Work item =>
Extract all lines that hold "taken" from the records below.

Entries shown =>
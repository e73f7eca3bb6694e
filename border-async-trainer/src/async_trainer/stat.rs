use std::time::Duration;

/// Why the learner loop stopped.
#[derive(Clone, Copy, Debug, PartialEq, Eq)]
pub enum StopReason {
    /// The mean reward reached the threshold of the reward tracker.
    Solved,

    /// Every actor sent its end marker.
    ActorsFinished,

    /// The number of optimization steps reached its maximum.
    MaxOpts,
}

/// Stats of [`AsyncTrainer`](crate::AsyncTrainer)`::train()`.
#[derive(Clone, Debug)]
pub struct AsyncTrainStat {
    /// The number of transitions received by the learner.
    pub samples: usize,

    /// The number of optimization steps.
    pub opt_steps: usize,

    /// The number of transitions received per second.
    pub samples_per_sec: f32,

    /// The number of optimization steps per second.
    pub opt_per_sec: f32,

    /// Duration of training.
    pub duration: Duration,

    /// Why training stopped.
    pub stop_reason: StopReason,
}

impl AsyncTrainStat {
    /// Returns a formatted string.
    pub fn fmt(&self) -> String {
        let mut s = "samples, opt_steps, samples/sec, opt_steps/sec, duration, stop reason\n"
            .to_string();
        s += format!(
            "{}, {}, {}, {}, {}, {:?}\n",
            self.samples,
            self.opt_steps,
            self.samples_per_sec,
            self.opt_per_sec,
            self.duration.as_secs_f32(),
            self.stop_reason,
        )
        .as_str();
        s
    }
}
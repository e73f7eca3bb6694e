use serde::{Deserialize, Serialize};

#[derive(Debug, Deserialize, Serialize, PartialEq, Clone)]
/// Configuration of [`MlpA2cNet`](super::MlpA2cNet).
pub struct MlpA2cNetConfig {
    pub(super) in_dim: usize,
    pub(super) units: Vec<usize>,
    pub(super) n_actions: usize,
    pub(super) input_scale: f64,
}

impl MlpA2cNetConfig {
    /// Creates configuration of MLP.
    ///
    /// * `in_dim` - Number of values of an observation, which is flattened.
    /// * `units` - Numbers of units of the hidden layers shared by both heads.
    pub fn new(in_dim: usize, units: Vec<usize>, n_actions: usize) -> Self {
        Self {
            in_dim,
            units,
            n_actions,
            input_scale: 1.0 / 256.0,
        }
    }

    /// Sets the factor multiplied to observations.
    pub fn input_scale(mut self, v: f64) -> Self {
        self.input_scale = v;
        self
    }
}
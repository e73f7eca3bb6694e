//! This module is used for tests.
use crate::{error::BorderError, ArrayObs, Env, Policy, Step};
use anyhow::Result;
use serde::{Deserialize, Serialize};

/// Configuration of [`ScriptedEnv`].
#[derive(Clone, Debug, Deserialize, Serialize, PartialEq)]
pub struct ScriptedEnvConfig {
    /// Rewards of the steps of an episode. Every episode follows this script and
    /// terminates after its last reward.
    pub episode_rewards: Vec<f32>,

    /// Number of discrete actions.
    pub n_actions: usize,

    /// If set, the step with this index, counted over all episodes, fails.
    pub fail_at_step: Option<usize>,
}

impl Default for ScriptedEnvConfig {
    fn default() -> Self {
        Self {
            episode_rewards: vec![0.0, 0.0, 1.0],
            n_actions: 2,
            fail_at_step: None,
        }
    }
}

impl ScriptedEnvConfig {
    /// Sets the reward script of an episode.
    pub fn episode_rewards(mut self, v: Vec<f32>) -> Self {
        self.episode_rewards = v;
        self
    }

    /// Sets the number of actions.
    pub fn n_actions(mut self, v: usize) -> Self {
        self.n_actions = v;
        self
    }

    /// Sets the step index at which the environment fails.
    pub fn fail_at_step(mut self, v: usize) -> Self {
        self.fail_at_step = Some(v);
        self
    }
}

/// An environment replaying a fixed reward script, ignoring actions.
///
/// The observation is `[t, seed]`, where `t` is the number of steps taken in the
/// current episode.
pub struct ScriptedEnv {
    config: ScriptedEnvConfig,
    seed: i64,
    t: usize,
    total_steps: usize,
}

impl ScriptedEnv {
    fn obs(&self) -> ArrayObs {
        ArrayObs::from_vec(vec![self.t as f32, self.seed as f32])
    }
}

impl Env for ScriptedEnv {
    type Config = ScriptedEnvConfig;
    type Obs = ArrayObs;

    fn build(config: &Self::Config, seed: i64) -> Result<Self> {
        if config.episode_rewards.is_empty() {
            anyhow::bail!("episode_rewards must not be empty");
        }
        Ok(Self {
            config: config.clone(),
            seed,
            t: 0,
            total_steps: 0,
        })
    }

    fn reset(&mut self) -> Result<Self::Obs> {
        self.t = 0;
        Ok(self.obs())
    }

    fn step(&mut self, act: usize) -> Result<Step<Self>> {
        if self.config.fail_at_step == Some(self.total_steps) {
            return Err(BorderError::EnvFailure(format!(
                "scripted failure at step {}",
                self.total_steps
            ))
            .into());
        }
        let reward = self.config.episode_rewards[self.t];
        self.t += 1;
        self.total_steps += 1;
        let is_terminated = self.t == self.config.episode_rewards.len();

        Ok(Step::new(self.obs(), act, reward, is_terminated, false))
    }

    fn n_actions(&self) -> usize {
        self.config.n_actions
    }
}

/// A policy always taking the same action.
pub struct ConstantPolicy(pub usize);

impl<E: Env> Policy<E> for ConstantPolicy {
    fn sample(&mut self, obs: &[E::Obs]) -> Result<Vec<usize>> {
        Ok(vec![self.0; obs.len()])
    }
}
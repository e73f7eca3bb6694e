//! N-step experience shaping.
//!
//! Actors interact with a pool of environments and produce [`Transition`]s with a fixed
//! look-ahead horizon. A transition starting at `s_t` carries the discounted sum of the
//! next `n` rewards and the observation `s_t+n`, or `None` if the episode ended within
//! the horizon. The learner bootstraps the return of the non-terminal transitions with
//! the value of `s_t+n`.
mod n_step;
mod source;
pub use n_step::{NStepProcessor, NStepProcessorConfig};
pub use source::ExperienceSource;

/// A transition aggregated over `n` environment steps.
///
/// Created once per environment step and never mutated afterwards.
#[derive(Clone, Debug)]
pub struct Transition<O> {
    /// Observation at time `t`.
    pub state: O,

    /// Index of the action taken at `state`.
    pub action: usize,

    /// Discounted sum of the next `n` rewards, or fewer if the episode ended earlier.
    pub reward: f32,

    /// Observation at time `t + n`, `None` if the episode ended within the horizon.
    pub last_state: Option<O>,
}

impl<O> Transition<O> {
    /// Returns `true` if the episode ended within the horizon of this transition.
    pub fn is_terminal(&self) -> bool {
        self.last_state.is_none()
    }
}
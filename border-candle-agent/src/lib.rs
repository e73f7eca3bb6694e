//! Advantage actor-critic agent implemented with [candle](https://crates.io/crates/candle-core).
//!
//! [`a2c::A2c`] is the learner side of asynchronous advantage actor-critic training. It owns
//! the parameters of a policy/value network ([`model::A2cNet`]) and performs the update step,
//! while [`a2c::A2cPolicy`] handles share the same parameters with actor threads.
pub mod a2c;
pub mod cnn;
pub mod mlp;
pub mod model;
pub mod opt;
pub mod util;
use anyhow::Result;
use log::warn;
use serde::{Deserialize, Serialize};

#[derive(Clone, Debug, Copy, Deserialize, Serialize, PartialEq)]
/// Device for using candle.
///
/// This enum is added because [`candle_core::Device`] does not support serialization.
pub enum Device {
    /// The main CPU device.
    Cpu,

    /// The main GPU device.
    Cuda(usize),
}

impl Device {
    /// Returns `Cuda(0)` if `use_accelerator` is `true` and CUDA is available, `Cpu` otherwise.
    pub fn select(use_accelerator: bool) -> Self {
        match use_accelerator {
            false => Self::Cpu,
            true if candle_core::utils::cuda_is_available() => Self::Cuda(0),
            true => {
                warn!("CUDA is not available, falling back to CPU");
                Self::Cpu
            }
        }
    }

    /// Creates the corresponding [`candle_core::Device`].
    pub fn build(self) -> Result<candle_core::Device> {
        match self {
            Self::Cpu => Ok(candle_core::Device::Cpu),
            Self::Cuda(n) => Ok(candle_core::Device::new_cuda(n)?),
        }
    }
}

impl From<&candle_core::Device> for Device {
    fn from(device: &candle_core::Device) -> Self {
        match device.location() {
            candle_core::DeviceLocation::Cuda { gpu_id } => Self::Cuda(gpu_id),
            _ => Self::Cpu,
        }
    }
}

#[cfg(test)]
mod test {
    use super::*;

    #[test]
    fn test_device_without_accelerator() -> Result<()> {
        assert_eq!(Device::select(false), Device::Cpu);
        let device = Device::Cpu.build()?;
        assert_eq!(Device::from(&device), Device::Cpu);
        Ok(())
    }
}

Result of this exercise =>
/// The observation is `[t, seed]`, where `t` is the number of steps taken in the
    /// Index of the action taken at `state`.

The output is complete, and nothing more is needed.